----- GIVEN DATA
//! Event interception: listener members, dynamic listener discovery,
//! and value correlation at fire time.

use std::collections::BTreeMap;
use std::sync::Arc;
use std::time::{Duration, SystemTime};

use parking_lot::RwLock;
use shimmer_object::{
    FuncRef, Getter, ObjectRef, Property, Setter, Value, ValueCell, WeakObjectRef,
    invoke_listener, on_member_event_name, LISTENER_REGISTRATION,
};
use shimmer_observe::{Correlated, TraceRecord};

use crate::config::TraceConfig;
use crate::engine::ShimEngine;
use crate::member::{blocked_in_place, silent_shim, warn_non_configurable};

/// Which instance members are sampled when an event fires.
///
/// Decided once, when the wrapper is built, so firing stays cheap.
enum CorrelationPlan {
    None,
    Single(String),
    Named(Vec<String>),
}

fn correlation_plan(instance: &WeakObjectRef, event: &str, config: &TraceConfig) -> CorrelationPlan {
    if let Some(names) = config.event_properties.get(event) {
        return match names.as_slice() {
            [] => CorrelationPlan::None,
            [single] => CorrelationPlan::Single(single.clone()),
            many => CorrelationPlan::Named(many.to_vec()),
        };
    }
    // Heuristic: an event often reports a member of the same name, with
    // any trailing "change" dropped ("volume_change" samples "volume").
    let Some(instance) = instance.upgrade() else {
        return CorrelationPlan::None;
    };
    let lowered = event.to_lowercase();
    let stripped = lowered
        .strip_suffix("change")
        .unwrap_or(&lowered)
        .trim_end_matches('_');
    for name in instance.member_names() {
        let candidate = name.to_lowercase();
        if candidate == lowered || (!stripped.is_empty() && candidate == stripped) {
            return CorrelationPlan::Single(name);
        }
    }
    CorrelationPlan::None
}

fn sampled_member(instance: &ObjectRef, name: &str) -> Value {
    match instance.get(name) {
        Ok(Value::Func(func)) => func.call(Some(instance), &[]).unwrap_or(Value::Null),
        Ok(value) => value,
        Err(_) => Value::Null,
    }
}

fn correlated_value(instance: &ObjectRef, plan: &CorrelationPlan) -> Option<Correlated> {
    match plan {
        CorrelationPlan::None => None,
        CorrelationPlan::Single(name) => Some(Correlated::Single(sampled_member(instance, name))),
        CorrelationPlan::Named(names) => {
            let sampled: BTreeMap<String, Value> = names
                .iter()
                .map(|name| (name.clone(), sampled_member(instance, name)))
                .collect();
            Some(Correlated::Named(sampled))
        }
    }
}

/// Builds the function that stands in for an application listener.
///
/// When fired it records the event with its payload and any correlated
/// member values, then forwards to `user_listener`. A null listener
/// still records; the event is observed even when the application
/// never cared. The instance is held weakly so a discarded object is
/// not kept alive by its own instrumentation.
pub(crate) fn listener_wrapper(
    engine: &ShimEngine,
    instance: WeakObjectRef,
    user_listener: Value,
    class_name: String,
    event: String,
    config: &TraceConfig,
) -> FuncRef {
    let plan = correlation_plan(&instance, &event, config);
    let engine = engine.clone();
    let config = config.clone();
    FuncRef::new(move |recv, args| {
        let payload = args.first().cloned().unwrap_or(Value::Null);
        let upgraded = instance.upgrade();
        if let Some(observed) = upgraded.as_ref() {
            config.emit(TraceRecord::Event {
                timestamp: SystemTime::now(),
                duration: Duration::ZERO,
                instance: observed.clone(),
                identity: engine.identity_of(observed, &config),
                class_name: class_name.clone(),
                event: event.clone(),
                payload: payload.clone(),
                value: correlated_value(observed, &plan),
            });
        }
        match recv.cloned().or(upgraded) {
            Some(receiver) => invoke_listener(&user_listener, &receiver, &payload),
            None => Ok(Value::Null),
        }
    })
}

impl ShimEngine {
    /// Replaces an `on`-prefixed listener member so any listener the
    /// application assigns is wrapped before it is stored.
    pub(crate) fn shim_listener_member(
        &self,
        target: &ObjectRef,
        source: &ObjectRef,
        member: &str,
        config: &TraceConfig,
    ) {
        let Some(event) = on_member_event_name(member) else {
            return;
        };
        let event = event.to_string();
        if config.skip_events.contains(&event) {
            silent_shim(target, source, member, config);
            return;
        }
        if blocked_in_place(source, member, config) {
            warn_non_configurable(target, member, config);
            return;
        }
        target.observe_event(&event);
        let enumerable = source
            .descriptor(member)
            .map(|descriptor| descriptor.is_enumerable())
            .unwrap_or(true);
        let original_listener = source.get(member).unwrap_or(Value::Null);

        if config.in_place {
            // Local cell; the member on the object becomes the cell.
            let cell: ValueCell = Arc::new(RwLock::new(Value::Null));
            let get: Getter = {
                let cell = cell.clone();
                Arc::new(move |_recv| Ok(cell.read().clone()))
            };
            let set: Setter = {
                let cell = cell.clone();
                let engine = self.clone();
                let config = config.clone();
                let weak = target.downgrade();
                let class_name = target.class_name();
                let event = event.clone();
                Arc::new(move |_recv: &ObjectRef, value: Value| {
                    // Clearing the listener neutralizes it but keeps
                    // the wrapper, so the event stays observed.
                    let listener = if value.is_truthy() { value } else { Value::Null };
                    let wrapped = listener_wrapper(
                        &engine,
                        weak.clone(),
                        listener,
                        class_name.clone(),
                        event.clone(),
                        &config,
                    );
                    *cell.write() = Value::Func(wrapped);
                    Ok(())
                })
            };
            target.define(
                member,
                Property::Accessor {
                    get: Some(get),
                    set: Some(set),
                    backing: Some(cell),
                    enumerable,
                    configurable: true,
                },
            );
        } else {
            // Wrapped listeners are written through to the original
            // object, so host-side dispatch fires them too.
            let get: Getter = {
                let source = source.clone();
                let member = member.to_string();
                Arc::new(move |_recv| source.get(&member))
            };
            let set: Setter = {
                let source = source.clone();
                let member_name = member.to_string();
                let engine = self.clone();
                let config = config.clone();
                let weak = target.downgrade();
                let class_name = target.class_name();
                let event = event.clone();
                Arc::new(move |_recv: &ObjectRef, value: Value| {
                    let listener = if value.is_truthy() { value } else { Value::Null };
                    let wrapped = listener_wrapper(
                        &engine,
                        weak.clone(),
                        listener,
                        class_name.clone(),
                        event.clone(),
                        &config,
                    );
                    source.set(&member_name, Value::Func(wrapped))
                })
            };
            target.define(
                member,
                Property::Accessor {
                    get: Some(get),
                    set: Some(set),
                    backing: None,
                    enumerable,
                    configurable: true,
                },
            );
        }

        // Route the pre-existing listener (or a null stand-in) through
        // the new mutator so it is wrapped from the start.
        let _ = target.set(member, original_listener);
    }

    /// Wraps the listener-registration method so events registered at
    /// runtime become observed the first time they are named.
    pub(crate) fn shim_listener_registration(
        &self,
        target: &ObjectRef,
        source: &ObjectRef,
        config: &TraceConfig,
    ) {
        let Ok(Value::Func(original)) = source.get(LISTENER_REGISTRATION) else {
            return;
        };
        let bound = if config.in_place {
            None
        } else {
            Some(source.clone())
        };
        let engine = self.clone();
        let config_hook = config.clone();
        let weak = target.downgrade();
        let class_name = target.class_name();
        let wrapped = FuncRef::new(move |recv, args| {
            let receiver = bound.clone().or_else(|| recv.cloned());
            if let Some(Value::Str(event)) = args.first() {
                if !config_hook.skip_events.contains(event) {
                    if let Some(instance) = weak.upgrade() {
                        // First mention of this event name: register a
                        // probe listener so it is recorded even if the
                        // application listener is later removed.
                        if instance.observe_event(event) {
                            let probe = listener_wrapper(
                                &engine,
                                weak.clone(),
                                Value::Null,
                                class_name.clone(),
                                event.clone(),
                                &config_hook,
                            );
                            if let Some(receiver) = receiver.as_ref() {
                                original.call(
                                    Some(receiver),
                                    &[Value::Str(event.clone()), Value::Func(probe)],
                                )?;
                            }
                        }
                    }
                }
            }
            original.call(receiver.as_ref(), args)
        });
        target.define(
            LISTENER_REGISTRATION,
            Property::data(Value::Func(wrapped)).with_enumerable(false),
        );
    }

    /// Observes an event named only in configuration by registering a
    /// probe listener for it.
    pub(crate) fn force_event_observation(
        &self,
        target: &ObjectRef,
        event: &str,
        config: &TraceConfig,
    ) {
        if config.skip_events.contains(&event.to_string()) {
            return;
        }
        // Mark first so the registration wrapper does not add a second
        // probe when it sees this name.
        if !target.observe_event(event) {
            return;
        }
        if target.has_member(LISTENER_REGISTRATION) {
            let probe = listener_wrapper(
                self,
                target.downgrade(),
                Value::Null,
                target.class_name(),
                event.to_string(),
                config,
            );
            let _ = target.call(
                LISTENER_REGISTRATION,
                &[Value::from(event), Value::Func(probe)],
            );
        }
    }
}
----------
Your task is to copy each line of the listing that holds the word "source".

### [ANSWER SECTION]
        source: &ObjectRef,
            silent_shim(target, source, member, config);
        if blocked_in_place(source, member, config) {
        let enumerable = source
        let original_listener = source.get(member).unwrap_or(Value::Null);
                let source = source.clone();
                Arc::new(move |_recv| source.get(&member))
                let source = source.clone();
                    source.set(&member_name, Value::Func(wrapped))
        source: &ObjectRef,
        let Ok(Value::Func(original)) = source.get(LISTENER_REGISTRATION) else {
            Some(source.clone())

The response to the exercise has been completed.